(Collected data entries)
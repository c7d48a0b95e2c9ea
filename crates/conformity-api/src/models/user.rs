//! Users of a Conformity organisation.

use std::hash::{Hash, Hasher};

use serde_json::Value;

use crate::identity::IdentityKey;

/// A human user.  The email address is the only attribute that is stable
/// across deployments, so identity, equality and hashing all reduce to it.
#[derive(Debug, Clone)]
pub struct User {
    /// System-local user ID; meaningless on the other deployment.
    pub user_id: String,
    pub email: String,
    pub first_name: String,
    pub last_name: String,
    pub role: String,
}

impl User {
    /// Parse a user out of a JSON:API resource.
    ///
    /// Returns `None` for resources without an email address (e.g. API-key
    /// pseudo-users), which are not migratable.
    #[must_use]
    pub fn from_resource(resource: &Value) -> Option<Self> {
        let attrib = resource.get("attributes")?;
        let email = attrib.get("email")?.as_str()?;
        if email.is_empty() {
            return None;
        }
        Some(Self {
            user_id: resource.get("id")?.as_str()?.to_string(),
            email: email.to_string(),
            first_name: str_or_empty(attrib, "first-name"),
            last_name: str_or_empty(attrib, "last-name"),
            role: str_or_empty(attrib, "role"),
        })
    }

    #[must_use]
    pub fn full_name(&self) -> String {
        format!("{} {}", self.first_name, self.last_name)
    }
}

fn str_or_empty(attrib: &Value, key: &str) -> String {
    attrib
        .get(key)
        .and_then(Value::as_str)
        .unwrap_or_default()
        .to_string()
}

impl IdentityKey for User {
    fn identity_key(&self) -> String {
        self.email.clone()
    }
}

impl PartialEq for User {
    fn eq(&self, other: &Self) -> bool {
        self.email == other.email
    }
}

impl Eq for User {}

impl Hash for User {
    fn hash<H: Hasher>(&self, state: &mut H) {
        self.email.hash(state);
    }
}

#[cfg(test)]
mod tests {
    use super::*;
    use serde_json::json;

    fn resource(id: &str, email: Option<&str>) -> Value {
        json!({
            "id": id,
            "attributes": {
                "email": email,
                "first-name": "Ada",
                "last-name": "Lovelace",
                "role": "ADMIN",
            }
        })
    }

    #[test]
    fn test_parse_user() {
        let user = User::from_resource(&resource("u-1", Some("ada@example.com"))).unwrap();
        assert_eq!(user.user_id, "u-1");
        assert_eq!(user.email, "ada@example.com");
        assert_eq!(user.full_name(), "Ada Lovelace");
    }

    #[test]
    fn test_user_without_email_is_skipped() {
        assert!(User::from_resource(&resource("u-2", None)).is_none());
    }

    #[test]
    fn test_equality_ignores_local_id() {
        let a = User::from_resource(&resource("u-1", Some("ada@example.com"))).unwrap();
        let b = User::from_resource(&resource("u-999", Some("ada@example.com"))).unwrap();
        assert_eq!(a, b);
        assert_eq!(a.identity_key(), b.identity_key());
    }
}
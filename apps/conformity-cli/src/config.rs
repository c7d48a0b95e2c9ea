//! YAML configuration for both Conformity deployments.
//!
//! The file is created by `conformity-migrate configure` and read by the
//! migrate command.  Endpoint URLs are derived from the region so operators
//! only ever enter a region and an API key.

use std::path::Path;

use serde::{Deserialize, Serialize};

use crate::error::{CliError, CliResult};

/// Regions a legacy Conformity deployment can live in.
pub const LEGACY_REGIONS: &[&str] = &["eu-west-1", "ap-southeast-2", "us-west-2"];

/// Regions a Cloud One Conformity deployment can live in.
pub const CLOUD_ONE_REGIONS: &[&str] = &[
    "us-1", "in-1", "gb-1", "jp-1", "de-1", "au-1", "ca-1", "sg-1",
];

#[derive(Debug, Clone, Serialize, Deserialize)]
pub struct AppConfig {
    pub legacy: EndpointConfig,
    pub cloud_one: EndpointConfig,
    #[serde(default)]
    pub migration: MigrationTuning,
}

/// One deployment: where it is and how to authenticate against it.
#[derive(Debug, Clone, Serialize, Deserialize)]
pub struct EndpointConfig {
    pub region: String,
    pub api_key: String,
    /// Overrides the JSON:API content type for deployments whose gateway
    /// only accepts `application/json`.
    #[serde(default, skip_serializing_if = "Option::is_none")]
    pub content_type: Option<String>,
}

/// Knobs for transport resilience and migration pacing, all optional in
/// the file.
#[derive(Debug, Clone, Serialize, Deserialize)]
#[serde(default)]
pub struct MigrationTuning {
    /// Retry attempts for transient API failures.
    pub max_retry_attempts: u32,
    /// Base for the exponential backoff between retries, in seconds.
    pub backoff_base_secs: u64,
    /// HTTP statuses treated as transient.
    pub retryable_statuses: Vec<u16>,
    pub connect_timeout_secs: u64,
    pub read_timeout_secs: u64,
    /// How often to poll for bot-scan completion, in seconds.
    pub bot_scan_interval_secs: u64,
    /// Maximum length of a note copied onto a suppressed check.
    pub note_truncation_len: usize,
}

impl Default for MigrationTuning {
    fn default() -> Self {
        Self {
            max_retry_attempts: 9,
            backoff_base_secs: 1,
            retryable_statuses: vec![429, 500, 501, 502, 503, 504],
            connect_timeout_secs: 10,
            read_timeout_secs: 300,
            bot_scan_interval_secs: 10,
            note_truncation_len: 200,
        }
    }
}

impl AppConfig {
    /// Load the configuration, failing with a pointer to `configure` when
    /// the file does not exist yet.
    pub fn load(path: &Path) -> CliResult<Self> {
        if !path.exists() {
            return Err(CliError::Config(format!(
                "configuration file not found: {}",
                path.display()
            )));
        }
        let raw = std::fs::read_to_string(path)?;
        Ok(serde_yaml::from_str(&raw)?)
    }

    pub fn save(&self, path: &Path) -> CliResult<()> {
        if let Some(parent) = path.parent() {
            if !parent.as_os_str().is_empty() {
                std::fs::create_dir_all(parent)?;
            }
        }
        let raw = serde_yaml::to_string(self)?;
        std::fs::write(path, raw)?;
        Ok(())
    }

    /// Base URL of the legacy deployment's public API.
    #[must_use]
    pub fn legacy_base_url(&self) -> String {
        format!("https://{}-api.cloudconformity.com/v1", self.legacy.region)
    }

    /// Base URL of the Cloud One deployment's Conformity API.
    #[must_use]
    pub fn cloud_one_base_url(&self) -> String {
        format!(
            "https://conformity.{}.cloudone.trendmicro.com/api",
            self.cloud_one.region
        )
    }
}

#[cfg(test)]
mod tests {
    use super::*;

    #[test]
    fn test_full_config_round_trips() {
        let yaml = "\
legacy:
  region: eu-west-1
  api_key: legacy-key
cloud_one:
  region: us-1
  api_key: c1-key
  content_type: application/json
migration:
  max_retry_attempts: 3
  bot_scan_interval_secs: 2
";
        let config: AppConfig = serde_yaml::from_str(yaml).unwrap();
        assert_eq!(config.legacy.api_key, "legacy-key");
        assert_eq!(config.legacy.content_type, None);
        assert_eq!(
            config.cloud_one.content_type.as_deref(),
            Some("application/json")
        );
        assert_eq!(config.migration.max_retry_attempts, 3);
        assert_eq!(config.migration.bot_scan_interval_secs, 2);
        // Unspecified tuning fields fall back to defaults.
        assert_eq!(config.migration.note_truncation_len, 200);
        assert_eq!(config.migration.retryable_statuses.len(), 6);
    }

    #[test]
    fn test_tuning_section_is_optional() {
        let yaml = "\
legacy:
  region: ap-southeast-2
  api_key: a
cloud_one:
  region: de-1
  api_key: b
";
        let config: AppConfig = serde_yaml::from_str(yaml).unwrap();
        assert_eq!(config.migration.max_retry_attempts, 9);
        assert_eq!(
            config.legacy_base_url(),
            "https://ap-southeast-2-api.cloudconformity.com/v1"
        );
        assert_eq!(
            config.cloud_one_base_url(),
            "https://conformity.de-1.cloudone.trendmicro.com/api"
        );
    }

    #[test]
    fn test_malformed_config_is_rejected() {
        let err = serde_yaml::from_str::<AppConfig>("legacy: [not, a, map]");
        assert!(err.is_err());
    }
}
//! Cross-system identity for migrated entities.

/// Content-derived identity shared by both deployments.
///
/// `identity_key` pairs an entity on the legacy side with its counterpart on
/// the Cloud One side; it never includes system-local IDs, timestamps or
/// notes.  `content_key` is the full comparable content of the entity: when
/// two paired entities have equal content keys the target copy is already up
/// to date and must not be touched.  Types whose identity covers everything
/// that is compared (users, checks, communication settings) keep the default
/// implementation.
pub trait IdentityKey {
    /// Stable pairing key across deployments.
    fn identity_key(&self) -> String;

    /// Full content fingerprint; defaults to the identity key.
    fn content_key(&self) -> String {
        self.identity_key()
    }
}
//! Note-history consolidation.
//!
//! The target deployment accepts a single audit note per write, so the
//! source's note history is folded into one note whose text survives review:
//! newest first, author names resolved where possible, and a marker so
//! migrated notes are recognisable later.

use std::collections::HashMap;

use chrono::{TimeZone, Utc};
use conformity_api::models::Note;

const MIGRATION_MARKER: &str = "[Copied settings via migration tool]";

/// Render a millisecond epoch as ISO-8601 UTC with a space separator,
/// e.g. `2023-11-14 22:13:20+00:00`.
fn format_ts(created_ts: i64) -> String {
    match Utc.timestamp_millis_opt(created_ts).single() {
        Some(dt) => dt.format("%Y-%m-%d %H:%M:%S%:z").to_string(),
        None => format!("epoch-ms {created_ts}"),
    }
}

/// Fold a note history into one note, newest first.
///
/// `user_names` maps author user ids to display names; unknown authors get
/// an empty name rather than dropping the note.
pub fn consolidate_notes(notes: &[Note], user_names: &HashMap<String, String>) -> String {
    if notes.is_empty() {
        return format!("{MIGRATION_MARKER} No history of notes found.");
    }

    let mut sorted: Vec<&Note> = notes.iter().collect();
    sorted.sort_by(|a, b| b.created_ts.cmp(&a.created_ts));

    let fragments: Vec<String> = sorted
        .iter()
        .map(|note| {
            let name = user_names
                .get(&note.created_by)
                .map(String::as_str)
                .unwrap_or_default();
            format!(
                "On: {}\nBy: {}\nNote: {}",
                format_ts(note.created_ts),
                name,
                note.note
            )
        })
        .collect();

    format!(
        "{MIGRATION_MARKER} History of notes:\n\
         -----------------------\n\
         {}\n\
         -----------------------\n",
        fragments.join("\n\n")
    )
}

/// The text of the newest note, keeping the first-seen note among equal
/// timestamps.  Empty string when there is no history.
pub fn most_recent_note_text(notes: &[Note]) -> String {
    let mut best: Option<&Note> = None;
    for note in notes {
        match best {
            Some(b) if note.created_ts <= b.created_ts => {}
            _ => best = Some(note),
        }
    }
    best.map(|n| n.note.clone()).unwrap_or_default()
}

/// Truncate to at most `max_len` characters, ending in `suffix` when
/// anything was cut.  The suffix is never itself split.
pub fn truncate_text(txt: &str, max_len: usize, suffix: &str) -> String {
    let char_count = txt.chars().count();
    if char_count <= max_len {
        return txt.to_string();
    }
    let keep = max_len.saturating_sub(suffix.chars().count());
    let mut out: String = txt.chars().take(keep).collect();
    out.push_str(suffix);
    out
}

** EXERCISE GOAL **
Work out how many lines in the data above contain the word "https" and respond with that number only.

** ANSWER SECTION **
4